Tagesspiegel, 14.3.2000

Ausländerrecht auf dem Prüfstand

Der Ruf nach einem Einwanderungsgesetz wird lauter

Die CDU will sich einer geregelten Zuwanderung "nicht verweigern"

Die Idee des Kanzlers hat Begehrlichkeiten geweckt. Nicht nur Computerspezialisten sollen nach dem Willen von Lobbyisten im Ausland angeworben werden dürfen, sondern auch Fachkräfte für Gastronomie, Krankenpflege oder sonstige bedürftige Branchen. Und in der Union wird gar der Ruf nach einem Einwanderungsgesetz laut - jahrelang hatte sie diese Forderung von SPD und Grünen zurückgewiesen. Die FDP holt unterdessen einen Entwurf für ein "Zuwanderungsbegrenzungsgesetz" von 1998 aus der Schublade. Eines scheint klar: Der Vorstoß von Gerhard Schröder (SPD) bringt das Ausländerrecht auf den Prüfstand. Die so genannte Green Card ist für Parteien und Verbände Anlass für eine neue Grundsatzdebatte. "Eine geregelte Zuwanderung über ein Gesetz" könnte sich der neue Chef der Unionsfraktion Friedrich Merz vorstellen. Sein für Rechts- und Innenpolitik zuständiger Vize Wolfgang Bosbach (CDU) sekundiert, die Partei solle sich der Debatte "nicht verweigern". Im Grundgesetz solle der Asyl-Artikel auf eine institutionelle Garantie abgespeckt werden: "Deutschland gewährt Asyl - Näheres regelt ein Bundesgesetz."

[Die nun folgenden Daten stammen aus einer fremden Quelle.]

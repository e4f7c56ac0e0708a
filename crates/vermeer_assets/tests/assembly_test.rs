//! Part assembly through the full pipeline with mocked collaborators.

mod test_utils;

use test_utils::{Harness, ip, png_bytes};
use vermeer_assets::{CompressionConfig, PipelineConfig};
use vermeer_cache::{AssetCache, CacheValue, bytes_key};
use vermeer_core::{Part, RequestContext};

#[tokio::test]
async fn test_public_reference_is_fetched_cached_and_inlined() {
    let h = Harness::default();
    let png = png_bytes();
    h.serve_public("host", "https://host/img.png", png.clone());
    let ctx = RequestContext::new();

    let part = h
        .pipeline
        .prepare_asset_part(&ctx, "https://host/img.png")
        .await
        .expect("part");

    assert_eq!(
        part,
        Part::InlineImage {
            mime_type: "image/png".to_string(),
            data: png.clone(),
        }
    );
    assert_eq!(
        h.cache.get(&bytes_key("https://host/img.png")).await,
        Some(CacheValue::Bytes(png))
    );
    assert_eq!(h.http.calls(), 1);

    // Served from cache without another fetch or resolution.
    let again = h
        .pipeline
        .prepare_asset_part(&ctx, "https://host/img.png")
        .await;
    assert!(matches!(again, Some(Part::InlineImage { .. })));
    assert_eq!(h.http.calls(), 1);
    assert_eq!(h.resolver.calls(), 1);
}

#[tokio::test]
async fn test_loopback_reference_is_dropped_without_cache_write() {
    let h = Harness::default();
    h.http.serve("http://127.0.0.1/x.png", png_bytes());
    let ctx = RequestContext::new();

    let part = h
        .pipeline
        .prepare_asset_part(&ctx, "http://127.0.0.1/x.png")
        .await;

    assert!(part.is_none());
    assert_eq!(h.http.calls(), 0);
    assert!(h.cache.is_empty().await);
}

#[tokio::test]
async fn test_rebinding_host_with_one_private_address_is_dropped() {
    let h = Harness::default();
    h.resolver
        .add("rebind.example", vec![ip("93.184.216.34"), ip("10.0.0.7")]);
    h.http.serve("https://rebind.example/a.png", png_bytes());
    let ctx = RequestContext::new();

    assert!(
        h.pipeline
            .prepare_asset_part(&ctx, "https://rebind.example/a.png")
            .await
            .is_none()
    );
    assert_eq!(h.http.calls(), 0);
}

#[tokio::test]
async fn test_disallowed_scheme_and_unresolvable_host_are_dropped() {
    let h = Harness::default();
    let ctx = RequestContext::new();

    assert!(h.pipeline.prepare_asset_part(&ctx, "file:///etc/passwd").await.is_none());
    assert!(h.pipeline.prepare_asset_part(&ctx, "ftp://host/a.png").await.is_none());
    assert!(
        h.pipeline
            .prepare_asset_part(&ctx, "https://nowhere.invalid/a.png")
            .await
            .is_none()
    );
    assert!(h.pipeline.prepare_asset_part(&ctx, "not a url").await.is_none());
    assert_eq!(h.http.calls(), 0);
}

#[tokio::test]
async fn test_non_image_bytes_never_become_inline_parts() {
    let h = Harness::default();
    h.serve_public("host", "https://host/page.png", b"<html>hi</html>".to_vec());
    let ctx = RequestContext::new();

    assert!(
        h.pipeline
            .prepare_asset_part(&ctx, "https://host/page.png")
            .await
            .is_none()
    );
    assert!(h.cache.is_empty().await);
}

#[tokio::test]
async fn test_cached_non_image_bytes_are_not_inlined() {
    let h = Harness::default();
    h.cache
        .set(
            &bytes_key("https://host/poisoned"),
            CacheValue::Bytes(b"plain text".to_vec()),
            std::time::Duration::from_secs(60),
        )
        .await;
    let ctx = RequestContext::new();

    assert!(
        h.pipeline
            .prepare_asset_part(&ctx, "https://host/poisoned")
            .await
            .is_none()
    );
}

#[tokio::test]
async fn test_one_unreachable_reference_yields_n_minus_one_parts() {
    let h = Harness::default();
    h.serve_public("a.example", "https://a.example/1.png", png_bytes());
    h.serve_public("b.example", "https://b.example/2.png", png_bytes());
    h.resolver.add("c.example", vec![ip("93.184.216.35")]);
    let ctx = RequestContext::new();

    let uris = [
        "https://a.example/1.png",
        "https://c.example/missing.png",
        "https://b.example/2.png",
    ];
    let parts = h.pipeline.assemble_parts(&ctx, "draw this", &uris).await;

    assert_eq!(parts.len(), 3);
    assert_eq!(parts[0], Part::Text("draw this".to_string()));
    assert!(parts[1..].iter().all(Part::is_image));
}

#[tokio::test]
async fn test_blank_references_are_skipped() {
    let h = Harness::default();
    let ctx = RequestContext::new();

    let parts = h
        .pipeline
        .assemble_parts(&ctx, "prompt", &["", "   ", "\t"])
        .await;

    assert_eq!(parts, vec![Part::Text("prompt".to_string())]);
    assert_eq!(h.resolver.calls(), 0);
}

#[tokio::test]
async fn test_object_storage_reference_skips_network_validation() {
    let h = Harness::default();
    let png = png_bytes();
    h.storage.put("gs://bucket/char.png", png.clone());
    let ctx = RequestContext::new();

    let part = h
        .pipeline
        .prepare_asset_part(&ctx, "gs://bucket/char.png")
        .await;

    assert_eq!(
        part,
        Some(Part::InlineImage {
            mime_type: "image/png".to_string(),
            data: png,
        })
    );
    assert_eq!(h.resolver.calls(), 0);
    assert_eq!(h.http.calls(), 0);
}

#[tokio::test]
async fn test_missing_storage_object_is_dropped() {
    let h = Harness::default();
    let ctx = RequestContext::new();

    assert!(
        h.pipeline
            .prepare_asset_part(&ctx, "gs://bucket/absent.png")
            .await
            .is_none()
    );
}

#[tokio::test]
async fn test_compression_converts_to_jpeg() {
    let config = PipelineConfig::default().with_compression(CompressionConfig::enabled_with_quality(60));
    let h = Harness::new(config);
    h.serve_public("host", "https://host/img.png", png_bytes());
    let ctx = RequestContext::new();

    match h.pipeline.prepare_asset_part(&ctx, "https://host/img.png").await {
        Some(Part::InlineImage { mime_type, data }) => {
            assert_eq!(mime_type, "image/jpeg");
            assert_eq!(&data[..2], &[0xFF, 0xD8]);
        }
        other => panic!("expected inline image, got {:?}", other),
    }
}

#[tokio::test]
async fn test_cancelled_context_drops_reference() {
    let h = Harness::default();
    h.serve_public("host", "https://host/img.png", png_bytes());
    let (ctx, handle) = RequestContext::new().cancellable();
    handle.cancel();

    let parts = h
        .pipeline
        .assemble_parts(&ctx, "prompt", &["https://host/img.png"])
        .await;

    assert_eq!(parts.len(), 1);
    assert_eq!(h.http.calls(), 0);
}

#[tokio::test]
async fn test_registered_handle_takes_priority() {
    let h = Harness::default();
    h.serve_public("host", "https://host/img.png", png_bytes());
    let ctx = RequestContext::new();

    let uri = h
        .pipeline
        .register_asset(&ctx, "https://host/img.png")
        .await
        .unwrap();
    let fetches = h.http.calls();

    let part = h
        .pipeline
        .prepare_asset_part(&ctx, "https://host/img.png")
        .await;

    assert_eq!(
        part,
        Some(Part::RemoteHandle {
            uri,
            mime_type: Some("image/png".to_string()),
        })
    );
    assert_eq!(h.http.calls(), fetches);
}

Bundesinnenminister Otto Schily hält sich dagegen zurück. Dessen Befürwortern gehe es vor allem um die Einrichtung eines Gremiums, das Quoten festlege. Den Bedarf an Fachkräften könne indes die Wirtschaft selbst am besten bestimmen. Schon vor knapp zwei Jahren hatte der SPD-Politiker im Tagesspiegel einem Einwanderungsgesetz eine Absage erteilt, da "die Grenze der Belastung überschritten" sei.

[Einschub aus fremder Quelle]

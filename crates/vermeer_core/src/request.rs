//! Generation request types.

use derive_builder::Builder;
use derive_getters::Getters;
use serde::{Deserialize, Serialize};

/// Options forwarded to the remote generation call.
///
/// # Examples
///
/// ```
/// use vermeer_core::GenerateOptionsBuilder;
///
/// let options = GenerateOptionsBuilder::default()
///     .aspect_ratio("16:9")
///     .seed(7)
///     .build()
///     .unwrap();
/// assert_eq!(options.aspect_ratio().as_deref(), Some("16:9"));
/// assert_eq!(*options.seed(), Some(7));
/// ```
#[derive(Debug, Clone, Default, PartialEq, Eq, Serialize, Deserialize, Builder, Getters)]
#[builder(pattern = "owned", setter(into, strip_option), default)]
pub struct GenerateOptions {
    /// Output aspect ratio, e.g. "1:1"
    aspect_ratio: Option<String>,
    /// System instruction
    system_prompt: Option<String>,
    /// Narrowed seed
    seed: Option<i32>,
}

/// Request for a single image with at most one reference.
#[derive(Debug, Clone, Default, PartialEq, Eq, Serialize, Deserialize, Builder, Getters)]
#[builder(pattern = "owned", setter(into, strip_option), default)]
pub struct ImageGenerationRequest {
    /// Instruction text
    prompt: String,
    /// Things the image should avoid
    negative_prompt: Option<String>,
    /// Output aspect ratio
    aspect_ratio: Option<String>,
    /// System instruction
    system_prompt: Option<String>,
    /// Reference image URI
    reference_uri: Option<String>,
    /// Requested seed at full width
    seed: Option<i64>,
}

/// Request for a single image built from many references.
#[derive(Debug, Clone, Default, PartialEq, Eq, Serialize, Deserialize, Builder, Getters)]
#[builder(pattern = "owned", setter(into, strip_option), default)]
pub struct ImagePageRequest {
    /// Instruction text
    prompt: String,
    /// Things the image should avoid
    negative_prompt: Option<String>,
    /// Output aspect ratio
    aspect_ratio: Option<String>,
    /// System instruction
    system_prompt: Option<String>,
    /// Reference image URIs in caller order
    reference_uris: Vec<String>,
    /// Requested seed at full width
    seed: Option<i64>,
}
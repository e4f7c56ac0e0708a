//! Reference image acquisition for generation requests.
//!
//! Turns caller-supplied image references into request parts and interprets
//! what the remote service sends back:
//!
//! - [`UrlValidator`] rejects references that resolve to internal networks.
//! - [`AssetFetcher`] reads bytes over HTTP or from object storage.
//! - [`Compressor`] optionally re-encodes images as JPEG.
//! - [`PartAssembler`] builds parts best-effort, preferring cached work.
//! - [`AssetRegistry`] uploads and deletes remote copies.
//! - [`interpret_response`] extracts the generated image.
//!
//! [`AssetPipeline`] wires these together around a shared cache.

#![warn(missing_docs)]
#![forbid(unsafe_code)]

mod acquire;
mod assembler;
mod compress;
mod config;
mod fetcher;
mod interpret;
mod pipeline;
mod registry;
mod sniff;
mod validator;

pub use acquire::{Acquired, AssetSource};
pub use assembler::PartAssembler;
pub use compress::{Compressor, compress_to_jpeg};
pub use config::{CompressionConfig, FetchConfig, PipelineConfig, ValidatorConfig};
pub use fetcher::{AssetFetcher, HttpFetcher, ObjectReader, ObjectStorage, ReqwestFetcher};
pub use interpret::interpret_response;
pub use pipeline::AssetPipeline;
pub use registry::AssetRegistry;
pub use sniff::{OCTET_STREAM, is_image_mime, sniff_mime};
pub use validator::{Resolver, SystemResolver, UrlValidator, is_restricted};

In der aktuellen Debatte hat der SPD-Innenexperte Dieter Wiefelspütz Einwände sowohl gegen ein Einwanderungsgesetz als auch gegen eine allzu plakative Green-Card-Regelung. Bei der Suche nach Spitzenkräften der Informationstechnologie herrsche weltweiter Wettbewerb, eine befristete Aufenthaltsgenehmigung reiche als Lockmittel nicht aus. Schröders Vorstoß sei "vielleicht der erste Schritt zum Einwanderungsgesetz", schätzt Wiefelspütz. Derzeit sei dafür aber die Zeit noch nicht reif. "Das ist Angst besetzt, das ist polarisierend - man sollte Schritt für Schritt vorgehen." Das denkt auch SPD-Generalsekretär Franz Müntefering. Er sieht ein Einwanderungsgesetz als "nicht für so dringlich an", dass es noch in dieser Legislaturperiode verabschiedet werden sollte.

Weitreichende Vorstöße in der Ausländerpolitik sind bei der SPD derzeit nicht gefragt, die Partei hat ihre Lektion aus der Hessen-Wahl vor einem Jahr gelernt. Mit der doppelten Staatsbürgerschaft hatte sie der CDU damals eine Steilvorlage geliefert. Jetzt - kurz vor der Wahl in Nordrhein-Westfalen - will die SPD kein derart heikles Thema forcieren. Schließlich zieht der CDU-Spitzenkandidat Jürgen Rüttgers mit der Losung "Kinder statt Inder" durch die Lande.

Die FDP scheint von den Sprüchen ihres einstigen Regierungspartners nicht viel zu halten. Um nicht den internationalen Anschluss zu verpassen, müssten dringend ausländische Fachkräfte nach Deutschland geholt werden, sagt FDP-Generalsekretär Guido Westerwelle. Im übrigen könnte auch das Handwerk von einer Neuregelung profitieren. Dagegen warnt Wiefelspütz davor, das Thema nicht mit weiteren Ideen zu überfrachten und die derzeitige Zustimmung für die Green Card - von DGB bis CSU - zu nutzen. "Der Schröder hat ein Denkverbot aufgebrochen. Wir haben die Möglichkeit, hier einen relativ breiten Konsens zu erzielen." Wie viele einen Kompromiss tragen, sollte sich bereits am Montagabend zeigen. Dann woltte Bundeskanzler Schröder bekannt geben, wie viele ausländische Arbeitskräfte die Informationsbranche nach Deutschland holen darf. Am Donnerstag steht das Asylrecht dann im Bundestag zur Debatte.